* _Task item_
The word "resolved" marks the lines to copy; find all of them in the entries below.

Collected data entries:
▼

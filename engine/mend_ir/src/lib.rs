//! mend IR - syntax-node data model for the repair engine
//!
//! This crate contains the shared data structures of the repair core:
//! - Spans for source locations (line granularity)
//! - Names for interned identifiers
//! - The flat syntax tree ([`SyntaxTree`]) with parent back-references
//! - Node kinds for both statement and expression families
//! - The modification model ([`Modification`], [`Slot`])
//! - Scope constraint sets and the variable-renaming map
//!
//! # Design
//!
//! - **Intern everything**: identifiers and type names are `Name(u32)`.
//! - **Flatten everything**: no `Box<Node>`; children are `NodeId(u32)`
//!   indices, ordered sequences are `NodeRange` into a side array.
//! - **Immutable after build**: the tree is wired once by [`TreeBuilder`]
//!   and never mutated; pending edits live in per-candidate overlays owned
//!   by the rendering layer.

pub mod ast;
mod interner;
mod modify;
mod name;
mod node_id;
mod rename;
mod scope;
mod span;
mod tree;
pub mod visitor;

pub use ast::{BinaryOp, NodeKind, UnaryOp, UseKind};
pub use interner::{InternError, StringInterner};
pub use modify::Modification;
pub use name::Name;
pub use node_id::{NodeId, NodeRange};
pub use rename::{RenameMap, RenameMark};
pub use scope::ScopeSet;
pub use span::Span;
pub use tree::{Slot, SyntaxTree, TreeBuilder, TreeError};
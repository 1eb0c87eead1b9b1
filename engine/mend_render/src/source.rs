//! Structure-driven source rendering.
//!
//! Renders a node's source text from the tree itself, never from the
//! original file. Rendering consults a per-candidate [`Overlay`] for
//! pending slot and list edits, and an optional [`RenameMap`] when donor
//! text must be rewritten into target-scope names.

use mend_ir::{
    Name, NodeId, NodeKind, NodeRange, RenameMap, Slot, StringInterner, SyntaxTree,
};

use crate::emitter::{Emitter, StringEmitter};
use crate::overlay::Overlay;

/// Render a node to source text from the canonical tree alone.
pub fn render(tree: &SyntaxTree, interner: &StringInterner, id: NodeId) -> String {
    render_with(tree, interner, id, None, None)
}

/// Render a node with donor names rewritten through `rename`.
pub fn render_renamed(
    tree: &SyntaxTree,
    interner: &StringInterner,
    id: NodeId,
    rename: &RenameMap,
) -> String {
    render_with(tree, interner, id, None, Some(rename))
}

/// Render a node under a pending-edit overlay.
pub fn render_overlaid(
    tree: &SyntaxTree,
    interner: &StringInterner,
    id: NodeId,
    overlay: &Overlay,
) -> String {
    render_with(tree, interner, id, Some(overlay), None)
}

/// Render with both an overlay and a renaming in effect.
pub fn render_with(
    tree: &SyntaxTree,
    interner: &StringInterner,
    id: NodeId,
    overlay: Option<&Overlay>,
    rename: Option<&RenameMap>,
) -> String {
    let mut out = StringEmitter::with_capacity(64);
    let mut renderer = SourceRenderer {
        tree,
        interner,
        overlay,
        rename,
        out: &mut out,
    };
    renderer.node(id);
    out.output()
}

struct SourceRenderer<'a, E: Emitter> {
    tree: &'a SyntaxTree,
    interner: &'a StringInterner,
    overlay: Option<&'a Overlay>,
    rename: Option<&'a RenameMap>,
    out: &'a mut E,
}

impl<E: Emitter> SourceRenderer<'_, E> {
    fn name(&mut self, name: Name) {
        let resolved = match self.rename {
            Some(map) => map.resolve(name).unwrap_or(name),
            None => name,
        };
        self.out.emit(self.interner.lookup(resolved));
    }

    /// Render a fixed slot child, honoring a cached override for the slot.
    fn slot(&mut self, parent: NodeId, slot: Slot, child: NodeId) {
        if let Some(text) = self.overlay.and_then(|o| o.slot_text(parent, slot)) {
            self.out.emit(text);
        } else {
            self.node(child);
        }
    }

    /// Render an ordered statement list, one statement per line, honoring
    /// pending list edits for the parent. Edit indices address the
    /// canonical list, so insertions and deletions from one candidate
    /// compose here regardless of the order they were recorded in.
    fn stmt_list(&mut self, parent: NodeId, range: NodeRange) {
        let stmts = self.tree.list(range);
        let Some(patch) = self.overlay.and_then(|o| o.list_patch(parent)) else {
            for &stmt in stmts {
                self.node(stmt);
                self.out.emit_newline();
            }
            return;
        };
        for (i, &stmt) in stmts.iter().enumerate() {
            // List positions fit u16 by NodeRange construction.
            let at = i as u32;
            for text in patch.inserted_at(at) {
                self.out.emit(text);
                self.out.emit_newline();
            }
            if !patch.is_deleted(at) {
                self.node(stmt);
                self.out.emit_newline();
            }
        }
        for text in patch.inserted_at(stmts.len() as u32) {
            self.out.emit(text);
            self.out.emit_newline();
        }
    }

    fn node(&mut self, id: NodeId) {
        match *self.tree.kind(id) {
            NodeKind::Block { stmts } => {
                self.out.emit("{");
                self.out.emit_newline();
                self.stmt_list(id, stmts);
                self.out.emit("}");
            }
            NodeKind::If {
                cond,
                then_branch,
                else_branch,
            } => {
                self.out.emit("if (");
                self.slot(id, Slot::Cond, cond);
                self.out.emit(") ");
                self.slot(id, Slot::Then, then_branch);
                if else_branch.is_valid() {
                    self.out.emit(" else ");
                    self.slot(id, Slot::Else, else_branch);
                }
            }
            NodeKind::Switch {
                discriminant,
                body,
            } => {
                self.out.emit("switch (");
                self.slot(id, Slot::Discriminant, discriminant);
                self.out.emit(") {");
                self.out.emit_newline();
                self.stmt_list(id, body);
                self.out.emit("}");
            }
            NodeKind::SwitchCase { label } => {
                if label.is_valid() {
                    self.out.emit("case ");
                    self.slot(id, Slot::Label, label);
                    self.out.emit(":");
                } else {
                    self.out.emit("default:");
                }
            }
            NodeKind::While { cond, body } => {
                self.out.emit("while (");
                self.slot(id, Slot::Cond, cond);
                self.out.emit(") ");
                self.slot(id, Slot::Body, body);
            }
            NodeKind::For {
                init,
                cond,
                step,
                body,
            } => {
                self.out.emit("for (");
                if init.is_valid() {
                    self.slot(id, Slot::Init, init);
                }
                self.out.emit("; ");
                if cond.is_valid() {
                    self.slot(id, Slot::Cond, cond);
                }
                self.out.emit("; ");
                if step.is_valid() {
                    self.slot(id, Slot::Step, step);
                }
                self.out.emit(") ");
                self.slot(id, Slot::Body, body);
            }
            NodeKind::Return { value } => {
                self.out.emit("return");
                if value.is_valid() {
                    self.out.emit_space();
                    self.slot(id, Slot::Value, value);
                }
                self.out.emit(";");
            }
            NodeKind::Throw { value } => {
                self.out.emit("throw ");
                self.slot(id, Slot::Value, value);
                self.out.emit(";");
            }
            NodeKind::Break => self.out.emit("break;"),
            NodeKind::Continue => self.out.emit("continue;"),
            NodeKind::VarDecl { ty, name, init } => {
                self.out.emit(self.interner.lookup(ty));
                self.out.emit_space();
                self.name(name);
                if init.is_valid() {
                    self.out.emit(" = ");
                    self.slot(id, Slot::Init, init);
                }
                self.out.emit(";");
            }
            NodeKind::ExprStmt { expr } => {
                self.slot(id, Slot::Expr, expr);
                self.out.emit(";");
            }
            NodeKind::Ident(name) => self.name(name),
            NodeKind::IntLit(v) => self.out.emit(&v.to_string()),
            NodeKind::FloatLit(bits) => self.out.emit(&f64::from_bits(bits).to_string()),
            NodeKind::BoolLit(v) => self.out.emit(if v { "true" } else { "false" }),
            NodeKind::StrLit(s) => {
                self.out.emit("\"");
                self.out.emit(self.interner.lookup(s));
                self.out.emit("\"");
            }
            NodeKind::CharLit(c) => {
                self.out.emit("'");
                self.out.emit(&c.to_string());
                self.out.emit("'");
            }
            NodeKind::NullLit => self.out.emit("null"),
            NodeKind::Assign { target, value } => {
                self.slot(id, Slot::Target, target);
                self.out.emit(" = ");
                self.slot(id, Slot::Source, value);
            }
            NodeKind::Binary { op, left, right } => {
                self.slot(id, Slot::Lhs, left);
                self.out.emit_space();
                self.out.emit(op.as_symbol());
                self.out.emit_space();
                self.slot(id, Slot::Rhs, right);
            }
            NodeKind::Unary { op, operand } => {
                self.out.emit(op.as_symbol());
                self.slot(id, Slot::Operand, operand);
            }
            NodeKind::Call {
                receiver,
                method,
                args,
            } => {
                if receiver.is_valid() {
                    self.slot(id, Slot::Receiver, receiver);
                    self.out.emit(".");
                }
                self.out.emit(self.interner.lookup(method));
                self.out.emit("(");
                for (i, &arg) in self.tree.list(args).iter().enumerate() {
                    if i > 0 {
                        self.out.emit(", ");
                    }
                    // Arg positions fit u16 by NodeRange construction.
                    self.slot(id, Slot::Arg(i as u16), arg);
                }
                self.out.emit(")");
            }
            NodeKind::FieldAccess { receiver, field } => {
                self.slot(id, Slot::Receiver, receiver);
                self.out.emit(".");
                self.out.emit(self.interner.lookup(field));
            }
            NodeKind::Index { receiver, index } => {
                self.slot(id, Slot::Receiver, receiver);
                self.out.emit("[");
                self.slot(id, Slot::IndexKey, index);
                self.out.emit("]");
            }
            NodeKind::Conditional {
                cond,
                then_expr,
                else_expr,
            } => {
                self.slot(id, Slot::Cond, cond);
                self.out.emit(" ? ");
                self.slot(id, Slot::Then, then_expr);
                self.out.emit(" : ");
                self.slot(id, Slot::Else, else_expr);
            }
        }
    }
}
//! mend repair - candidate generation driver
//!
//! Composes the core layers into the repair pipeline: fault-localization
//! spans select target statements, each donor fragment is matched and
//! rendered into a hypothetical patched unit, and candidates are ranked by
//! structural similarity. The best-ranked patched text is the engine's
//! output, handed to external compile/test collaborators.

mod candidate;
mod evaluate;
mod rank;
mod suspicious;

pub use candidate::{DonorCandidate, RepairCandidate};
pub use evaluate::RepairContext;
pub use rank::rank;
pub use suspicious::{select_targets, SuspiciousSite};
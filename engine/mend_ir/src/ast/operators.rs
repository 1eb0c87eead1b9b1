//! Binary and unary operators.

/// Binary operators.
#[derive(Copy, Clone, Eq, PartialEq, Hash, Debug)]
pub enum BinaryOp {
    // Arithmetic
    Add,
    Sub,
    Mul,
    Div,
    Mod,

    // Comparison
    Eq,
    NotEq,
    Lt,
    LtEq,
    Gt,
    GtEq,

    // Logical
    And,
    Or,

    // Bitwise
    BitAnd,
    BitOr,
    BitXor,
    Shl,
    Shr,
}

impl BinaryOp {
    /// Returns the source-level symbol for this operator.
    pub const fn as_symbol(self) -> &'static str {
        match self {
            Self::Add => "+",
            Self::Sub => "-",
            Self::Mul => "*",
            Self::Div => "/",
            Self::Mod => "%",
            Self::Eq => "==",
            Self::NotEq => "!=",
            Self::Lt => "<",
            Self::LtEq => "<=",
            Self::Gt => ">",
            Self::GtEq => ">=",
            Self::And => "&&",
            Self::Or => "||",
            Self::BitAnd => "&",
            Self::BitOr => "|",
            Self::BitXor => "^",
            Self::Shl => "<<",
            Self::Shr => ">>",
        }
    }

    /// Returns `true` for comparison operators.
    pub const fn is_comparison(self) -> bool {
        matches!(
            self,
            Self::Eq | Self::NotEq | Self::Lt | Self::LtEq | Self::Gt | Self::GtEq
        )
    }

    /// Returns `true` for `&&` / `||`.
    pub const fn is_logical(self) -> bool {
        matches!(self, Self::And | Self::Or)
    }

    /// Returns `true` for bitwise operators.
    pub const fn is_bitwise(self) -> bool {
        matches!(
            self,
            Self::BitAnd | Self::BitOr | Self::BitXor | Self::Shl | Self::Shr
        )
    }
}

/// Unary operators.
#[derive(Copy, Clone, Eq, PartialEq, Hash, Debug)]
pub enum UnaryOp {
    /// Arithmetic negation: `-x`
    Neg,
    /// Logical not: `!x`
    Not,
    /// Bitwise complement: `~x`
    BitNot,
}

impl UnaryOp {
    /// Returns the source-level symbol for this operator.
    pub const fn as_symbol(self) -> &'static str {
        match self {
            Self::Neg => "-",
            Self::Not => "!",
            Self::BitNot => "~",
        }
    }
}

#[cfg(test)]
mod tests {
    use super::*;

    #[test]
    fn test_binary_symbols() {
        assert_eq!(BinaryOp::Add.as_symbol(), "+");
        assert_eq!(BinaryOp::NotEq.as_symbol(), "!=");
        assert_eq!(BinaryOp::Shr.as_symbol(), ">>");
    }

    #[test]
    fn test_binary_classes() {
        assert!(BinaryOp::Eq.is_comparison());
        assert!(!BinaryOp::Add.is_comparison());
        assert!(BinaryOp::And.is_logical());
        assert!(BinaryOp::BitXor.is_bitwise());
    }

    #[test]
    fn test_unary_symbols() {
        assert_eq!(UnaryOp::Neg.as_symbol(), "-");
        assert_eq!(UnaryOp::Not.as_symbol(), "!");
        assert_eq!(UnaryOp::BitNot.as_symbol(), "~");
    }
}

▲

* _Result for this task_
        let resolved = match self.rename {
        self.out.emit(self.interner.lookup(resolved));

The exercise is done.